I watched this last year as an accidental run of depressing Sci-Fi flicks I found on streaming services: Prospect, Aniara and A Quiet Place. The last one was Horror too but it’s set in the near future as some time had passed since the monsters arrived. I mentally shelved Astra because it sucked. The others had bleak premises and moments while only one had a tragic ended, the other two had cautious optimism. Astra had little to nothing going on from start to finish. I think the pitch went like this with writer/director James Gray: Hey, I have an idea, let’s make a Sci-Fi movie that’s even more boring, depressing and implausible than Interstellar. Oh yeah, we’ll cast an equally uncharismatic Brad Pitt since McConaughey did this before. I think Liv Tyler can do the emotionally crippled lady bit so the audience won’t think she’s Anne Hathaway.

Then comes the horrible Science and premise. Somehow, the hero’s dad led an expedition to the edge of the solar system to find intelligent life. The public was told all hands were lost decades ago but now NASA (or whoever) has deduced that dad is alive and he’s causing disruptions on Earth; some weird magnetic blasts you see at the film’s opening. The government needs Brad to travel to Mars, say a few words into a space microphone which may confirm the expedition’s last known location and leave. Instead, Brad becomes Captain McPunchy as he hijacks another rocket with three astronauts on their way to kill dear old dad with a nuclear bomb. The conclusion is pretty anti-climatic, Brad convinces dad (Tommy Lee Jones) to cut the crap with whatever he’s doing to harm the earth, blows it all up anyway and returns to Earth, ready to be less distant with Liv Tyler.

Throw in some really odd side matters which were really more interesting yet go nowhere:

  • Traveling on the moon’s surface is dangerous due to armed parties attacking anyone they think is trespassing on their claims.
  • An emergency stop to see why Scandanavians were in space with dangerous primates who killed them.
  • Life on Mars really sucks.
  • The Moon is a destination for very rich people.

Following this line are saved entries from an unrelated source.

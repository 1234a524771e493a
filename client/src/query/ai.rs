//! [`Query`] collection of AI-generated content.

use serde_json::json;

use crate::{
    domain::{
        ai::{self, PlotDescription},
        movie,
    },
    infra::gateway::Request,
};
#[cfg(doc)]
use crate::Query;

use super::Endpoint;

/// Queries an [`ai::Guess`] of a movie by its [`PlotDescription`].
///
/// This is a long-running call.
#[derive(Clone, Debug)]
pub struct GuessMovie {
    /// [`PlotDescription`] of the movie to guess.
    pub plot: PlotDescription,
}

impl Endpoint for GuessMovie {
    type Output = ai::Guess;

    fn request(self) -> Request {
        Request::post("/ai/guess-movie/")
            .body(json!({ "plot_description": self.plot }))
    }
}

/// Queries a freshly generated [`ai::Trivia`] about a movie.
///
/// This is a long-running call.
#[derive(Clone, Debug)]
pub struct MovieTrivia {
    /// [`movie::Title`] of the movie.
    pub title: movie::Title,
}

impl Endpoint for MovieTrivia {
    type Output = ai::Trivia;

    fn request(self) -> Request {
        Request::post("/ai/movie-trivia/")
            .body(json!({ "movie_title": self.title }))
    }
}

#[cfg(test)]
mod tests {
    use serde_json::json;

    use crate::{
        domain::{ai::PlotDescription, movie},
        failure::Kind,
        infra::gateway::mock::Recording,
        query::{tests::client, Query as _},
    };

    use super::{GuessMovie, MovieTrivia};

    #[tokio::test]
    async fn posts_plot_description() {
        let gateway = Recording::default().ok(json!({
            "movie_title": "Inception",
            "confidence": 90,
            "explanation": "Dreams within dreams.",
        }));
        let client = client(gateway.clone());

        let guess = client
            .execute(GuessMovie {
                plot: PlotDescription::new("a thief steals secrets through dreams")
                    .unwrap(),
            })
            .await
            .unwrap();

        let req = &gateway.requests()[0];
        assert_eq!(req.path, "/ai/guess-movie/");
        assert_eq!(
            req.body,
            Some(json!({"plot_description": "a thief steals secrets through dreams"})),
        );
        assert_eq!(guess.movie_title, "Inception");
        assert_eq!(guess.confidence, 90);
    }

    #[tokio::test]
    async fn posts_movie_title() {
        let gateway = Recording::default().ok(json!({
            "movie_title": "Alien",
            "questions": [],
        }));
        let client = client(gateway.clone());

        let trivia = client
            .execute(MovieTrivia {
                title: movie::Title::new("Alien").unwrap(),
            })
            .await
            .unwrap();

        assert_eq!(
            gateway.requests()[0].body,
            Some(json!({"movie_title": "Alien"})),
        );
        assert_eq!(trivia.movie_title, "Alien");
    }

    #[tokio::test]
    async fn reports_validation_errors() {
        let gateway = Recording::default().status(
            400,
            json!({"plot_description": ["Ensure this field has at least 10 characters."]}),
        );
        let client = client(gateway);

        let err = client
            .execute(GuessMovie {
                plot: PlotDescription::new("0123456789").unwrap(),
            })
            .await
            .unwrap_err();

        assert_eq!(err.as_ref().kind, Kind::BadRequest);
        assert_eq!(
            err.as_ref().message.as_deref(),
            Some("plot_description: Ensure this field has at least 10 characters."),
        );
    }
}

Stir briskly with horrendous inaccurate Science (or none) namely a lake on Mars and getting to Neptune in a matter of weeks without relativistic side effects…you have this movie. If you’ve sat through Interstellar, you’ve suffered enough, especially with what Austin’s favorite dumbass who made good calls acting. If you’ve seen neither, just don’t bother. Now if you have Apple TV (the channel), watch the much better, more accurate For All Mankind.